Although things are looking good, its still quite a new technology, and warrants many more additional studies before widespread usage and distribution. The Liu lab emphasized the importance of taking further steps to observe and test the capabilities of Prime Editing, including investigation of inadvertent effects on the cell, and usage in different cell variations.
“A major aspiration in the molecular life sciences is the ability to precisely make any change to the genome in any location. We think prime editing brings us closer to that goal.

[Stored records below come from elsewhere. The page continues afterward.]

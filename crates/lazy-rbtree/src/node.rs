use crate::types::{Color, Dir, Handle};

/// An occupied tree position.
///
/// Liveness is carried by the value slot: a live node holds `Some(value)`,
/// a tombstone holds `None` and keeps its key so the position can be
/// reactivated without touching the structure.
#[derive(Clone, Debug)]
pub(crate) struct Node<K, V> {
    pub key: K,
    pub value: Option<V>,
    pub color: Color,
    pub left: Handle,
    pub right: Handle,
    pub parent: Handle,
}

impl<K, V> Node<K, V> {
    /// A freshly activated node: live, red, with two empty children.
    pub fn new(key: K, value: V, parent: Handle) -> Self {
        Self {
            key,
            value: Some(value),
            color: Color::Red,
            left: Handle::NIL,
            right: Handle::NIL,
            parent,
        }
    }

    #[inline]
    pub fn is_live(&self) -> bool {
        self.value.is_some()
    }

    #[inline]
    pub fn child(&self, dir: Dir) -> Handle {
        match dir {
            Dir::Left => self.left,
            Dir::Right => self.right,
        }
    }

    #[inline]
    pub fn set_child(&mut self, dir: Dir, child: Handle) {
        match dir {
            Dir::Left => self.left = child,
            Dir::Right => self.right = child,
        }
    }
}
use std::fmt::Debug;

use crate::arena::Arena;
use crate::types::{Color, Handle};

/// Debug printer for the node graph under `h`.
///
/// Tombstones are printed with their key and a `†` in place of the value.
pub(crate) fn print<K, V>(arena: &Arena<K, V>, h: Handle, tab: &str) -> String
where
    K: Debug,
    V: Debug,
{
    if h.is_nil() {
        return "∅".to_string();
    }

    let n = arena.node(h);
    let color = match n.color {
        Color::Black => "black",
        Color::Red => "red",
    };
    let child_tab = format!("{tab}  ");
    let left = print(arena, n.left, &child_tab);
    let right = print(arena, n.right, &child_tab);
    let payload = match &n.value {
        Some(v) => format!("{:?} = {v:?}", n.key),
        None => format!("{:?} †", n.key),
    };
    format!(
        "Node[{}] {color} {{ {payload} }}\n{tab}L={left}\n{tab}R={right}",
        h.index()
    )
}
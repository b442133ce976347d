//! Arena-backed red-black tree map with tombstone deletes.
//!
//! [`RbTree`] is an ordered map keyed by a caller-supplied total order. On
//! top of the usual point operations it supports:
//!
//! - **lazy deletes** that leave a tombstone in place and can be undone by
//!   re-inserting the key, next to **hard deletes** that unlink the node;
//! - **compaction** ([`RbTree::rebuild`]) that rebuilds the tree from its
//!   live entries only;
//! - **snapshots** ([`RbTree::copy`]) that share no node with the source;
//! - **bounded scans** in either direction ([`RbTree::entries`]) that prune
//!   subtrees outside the window.
//!
//! Nodes live in a slab and link to each other through `u32` handles. The
//! root hangs off a reserved anchor handle and empty leaves are a reserved
//! `NIL` handle, so no link is ever a reference.
//!
//! # Module layout
//!
//! | Module | Contents |
//! |--------|----------|
//! | `types` | handles, colors, directions, lookup slots |
//! | `node` | the occupied node record |
//! | `arena` | node storage, rotations, insertion and double-black fixups |
//! | [`iter`] | [`TraverseOptions`] and the pruning scan iterators |
//! | `tree` | [`RbTree`]: counters, tombstones, rebuild, copy |
//! | `validate` | invariant checker behind [`RbTree::validate`] |
//! | `print` | structural dump behind [`RbTree::dump`] |
//!
//! ```
//! use lazy_rbtree::{RbTree, TraverseOptions};
//!
//! let mut tree = RbTree::new();
//! for key in [10, 5, 20, 3, 7] {
//!     tree.insert(key, ());
//! }
//! tree.delete(&7, false);
//! assert_eq!((tree.size(), tree.total_size()), (4, 5));
//!
//! let window: Vec<_> = tree
//!     .keys(TraverseOptions::new().low(5).high(20).exclude_low())
//!     .collect();
//! assert_eq!(window, [&10, &20]);
//! ```

mod arena;
pub mod iter;
mod node;
mod print;
mod tree;
mod types;
mod validate;

pub use iter::{Entries, Keys, TraverseOptions, Values};
pub use tree::RbTree;
pub use validate::InvariantError;
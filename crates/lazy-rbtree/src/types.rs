//! Handles, colors and directions shared by the arena and the tree.
//!
//! Nodes never hold references to each other. Every link is a [`Handle`]
//! into the owning arena, and two reserved handle values replace the
//! placeholder objects a pointer-based tree would allocate:
//!
//! - [`Handle::NIL`] is every empty leaf position. It reads as black and has
//!   no children.
//! - [`Handle::ANCHOR`] sits above the root. Its left slot *is* the root and
//!   it is its own parent, so rotations can rewrite "the parent's child slot"
//!   without special-casing the top of the tree.

use std::fmt;

/// Stable index of a node slot in the arena.
#[derive(Clone, Copy, PartialEq, Eq, Hash)]
pub(crate) struct Handle(u32);

impl Handle {
    pub const NIL: Handle = Handle(u32::MAX);
    pub const ANCHOR: Handle = Handle(u32::MAX - 1);

    /// Largest number of nodes an arena can hold; the top two `u32` values
    /// are reserved.
    pub const CAPACITY: usize = Self::ANCHOR.0 as usize;

    /// # Panics
    ///
    /// If `slot` would collide with a reserved handle.
    #[inline]
    pub fn from_slot(slot: usize) -> Self {
        assert!(slot < Self::CAPACITY, "arena slot {slot} exceeds handle capacity");
        Handle(slot as u32)
    }

    #[inline]
    pub fn slot(self) -> usize {
        self.0 as usize
    }

    #[inline]
    pub fn index(self) -> u32 {
        self.0
    }

    #[inline]
    pub fn is_nil(self) -> bool {
        self == Self::NIL
    }

    #[inline]
    pub fn is_anchor(self) -> bool {
        self == Self::ANCHOR
    }
}

impl fmt::Debug for Handle {
    fn fmt(&self, f: &mut fmt::Formatter<'_>) -> fmt::Result {
        match *self {
            Self::NIL => f.write_str("NIL"),
            Self::ANCHOR => f.write_str("ANCHOR"),
            Handle(i) => write!(f, "#{i}"),
        }
    }
}

#[derive(Clone, Copy, Debug, PartialEq, Eq)]
pub(crate) enum Color {
    Red,
    Black,
}

/// Which child slot of a parent a node occupies.
#[derive(Clone, Copy, Debug, PartialEq, Eq)]
pub(crate) enum Dir {
    Left,
    Right,
}

impl Dir {
    #[inline]
    pub fn flip(self) -> Self {
        match self {
            Dir::Left => Dir::Right,
            Dir::Right => Dir::Left,
        }
    }
}

/// Result of descending the tree for a key.
#[derive(Clone, Copy, Debug, PartialEq, Eq)]
pub(crate) enum Slot {
    /// The key is stored in this node, live or tombstoned.
    Occupied(Handle),
    /// The key is absent; it belongs in `parent`'s empty `dir` child.
    Vacant { parent: Handle, dir: Dir },
}

#[cfg(test)]
mod tests {
    use super::*;

    #[test]
    fn last_slot_below_reserved_handles() {
        let last = Handle::from_slot(Handle::CAPACITY - 1);
        assert!(!last.is_nil() && !last.is_anchor());
        assert_eq!(format!("{last:?}"), format!("#{}", u32::MAX - 2));
    }

    #[test]
    #[should_panic(expected = "exceeds handle capacity")]
    fn slot_aliasing_anchor_is_rejected() {
        Handle::from_slot(Handle::CAPACITY);
    }

    #[test]
    #[should_panic(expected = "exceeds handle capacity")]
    fn slot_aliasing_nil_is_rejected() {
        Handle::from_slot(u32::MAX as usize);
    }
}
//! Scripted walkthrough of [`lazy_rbtree::RbTree`].
//!
//! The demo fills a tree with random keys, tombstones some, hard-deletes
//! more, compacts it and finishes with two bounded scans, printing the
//! counters after every phase. The tree is validated after each phase.

use std::io::{self, Write};

use lazy_rbtree::{InvariantError, RbTree, TraverseOptions};
use log::{debug, info};
use rand::rngs::StdRng;
use rand::{Rng, SeedableRng};
use thiserror::Error;

pub const USAGE: &str = "Usage: rbtree-demo [--seed <u64>] [--keys <n>] [--range <n>] [--verbose]";

#[derive(Debug, Error, Clone, PartialEq, Eq)]
pub enum ConfigError {
    #[error("missing value for {0}")]
    MissingValue(String),
    #[error("invalid value {value:?} for {flag}")]
    InvalidValue { flag: String, value: String },
    #[error("unknown argument {0:?}")]
    UnknownArgument(String),
    #[error("--range must be at least 1")]
    EmptyRange,
}

#[derive(Debug, Error)]
pub enum DemoError {
    #[error(transparent)]
    Io(#[from] io::Error),
    #[error("tree invariant violated: {0}")]
    Invariant(#[from] InvariantError),
}

#[derive(Clone, Debug, PartialEq, Eq)]
pub struct DemoConfig {
    /// Seed for the key generator; equal seeds replay the same run.
    pub seed: u64,
    /// Random operations per phase. Hard deletes run two and a half times
    /// as many.
    pub keys: usize,
    /// Keys are drawn from `0..range`.
    pub range: u32,
    pub verbose: bool,
}

impl Default for DemoConfig {
    fn default() -> Self {
        Self {
            seed: 0,
            keys: 100,
            range: 1000,
            verbose: false,
        }
    }
}

impl DemoConfig {
    /// Parses command-line arguments, without the program name.
    pub fn from_args<I>(args: I) -> Result<Self, ConfigError>
    where
        I: IntoIterator<Item = String>,
    {
        let mut config = Self::default();
        let mut args = args.into_iter();
        while let Some(arg) = args.next() {
            match arg.as_str() {
                "--seed" => config.seed = parse_value(&arg, args.next())?,
                "--keys" => config.keys = parse_value(&arg, args.next())?,
                "--range" => config.range = parse_value(&arg, args.next())?,
                "--verbose" | "-v" => config.verbose = true,
                _ => return Err(ConfigError::UnknownArgument(arg)),
            }
        }
        if config.range == 0 {
            return Err(ConfigError::EmptyRange);
        }
        Ok(config)
    }
}

fn parse_value<T: std::str::FromStr>(flag: &str, value: Option<String>) -> Result<T, ConfigError> {
    let value = value.ok_or_else(|| ConfigError::MissingValue(flag.to_string()))?;
    value.parse().map_err(|_| ConfigError::InvalidValue {
        flag: flag.to_string(),
        value,
    })
}

fn report<W: Write>(out: &mut W, tree: &RbTree<u32, usize>) -> Result<(), DemoError> {
    tree.validate()?;
    writeln!(out, "size: {}", tree.size())?;
    writeln!(out, "totalSize: {}", tree.total_size())?;
    Ok(())
}

/// `range * num / den`, computed wide so large ranges cannot overflow.
fn share(range: u32, num: u64, den: u64) -> u32 {
    (u64::from(range) * num / den) as u32
}

fn collect_keys(tree: &RbTree<u32, usize>, options: TraverseOptions<u32>) -> Vec<u32> {
    tree.keys(options).copied().collect()
}

/// Runs every phase of the walkthrough, writing its transcript to `out`.
pub fn run<W: Write>(config: &DemoConfig, out: &mut W) -> Result<(), DemoError> {
    let mut rng = StdRng::seed_from_u64(config.seed);
    let mut tree = RbTree::new();
    info!("seed {}, {} keys per phase, key range {}", config.seed, config.keys, config.range);

    writeln!(out, "Adding random keys")?;
    for round in 0..config.keys {
        let key = rng.gen_range(0..config.range);
        tree.insert(key, round);
    }
    let entries: Vec<(u32, usize)> = tree.iter().map(|(k, v)| (*k, *v)).collect();
    writeln!(out, "entries: {entries:?}")?;
    report(out, &tree)?;

    writeln!(out, "Deleting some nodes")?;
    let mut tombstoned = 0;
    for _ in 0..config.keys {
        if tree.delete(&rng.gen_range(0..config.range), false) {
            tombstoned += 1;
        }
    }
    debug!("{tombstoned} keys tombstoned");
    writeln!(out, "keys: {:?}", collect_keys(&tree, TraverseOptions::default()))?;
    report(out, &tree)?;

    writeln!(out, "Hard deleting some nodes")?;
    let mut removed = 0;
    for _ in 0..config.keys.saturating_mul(5) / 2 {
        if tree.delete(&rng.gen_range(0..config.range), true) {
            removed += 1;
        }
    }
    debug!("{removed} nodes unlinked");
    let values: Vec<usize> = tree.values(TraverseOptions::default()).copied().collect();
    writeln!(out, "values: {values:?}")?;
    report(out, &tree)?;

    writeln!(out, "Rebuilding tree")?;
    tree.rebuild();
    writeln!(out, "keys: {:?}", collect_keys(&tree, TraverseOptions::default()))?;
    report(out, &tree)?;

    let (low, high) = (share(config.range, 3, 20), share(config.range, 3, 10));
    writeln!(out, "keys in ascending order in interval ({low}, {high}]")?;
    let window = TraverseOptions::new().low(low).high(high).exclude_low();
    writeln!(out, "{:?}", collect_keys(&tree, window))?;

    let from = share(config.range, 4, 5);
    writeln!(out, "keys in descending order in interval [{from}, inf)")?;
    let tail = TraverseOptions::new().low(from).reverse();
    writeln!(out, "{:?}", collect_keys(&tree, tail))?;

    out.flush()?;
    Ok(())
}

We’re not aware of another editing technology in mammalian cells that offers this level of versatility and precision with so few by-products,” stated Liu.
(As well, it’s important to address the ethical concerns which arise as a result of gene editing, and the public opinion of such practices are often polarized when it comes to altering the genes of infants for immunity.)
Key Points:
- Prime Editing was built off of many procedures and techniques which are well established in CRISPR editing methods.
- Although CRISPR was revolutionary in itself, it did have it’s own faults, which Prime Editing intends to solve.
- Prime Editing could very well play an integral role in minimizing genetic mutations and diseases in the future, as shown through Sickle Cell Anemia and Tay-Sachs disease testing.
- Prime Editing is incredibly versatile and exciting, yet it is still quite new and requires further research to understand the full scope of it’s capabilities.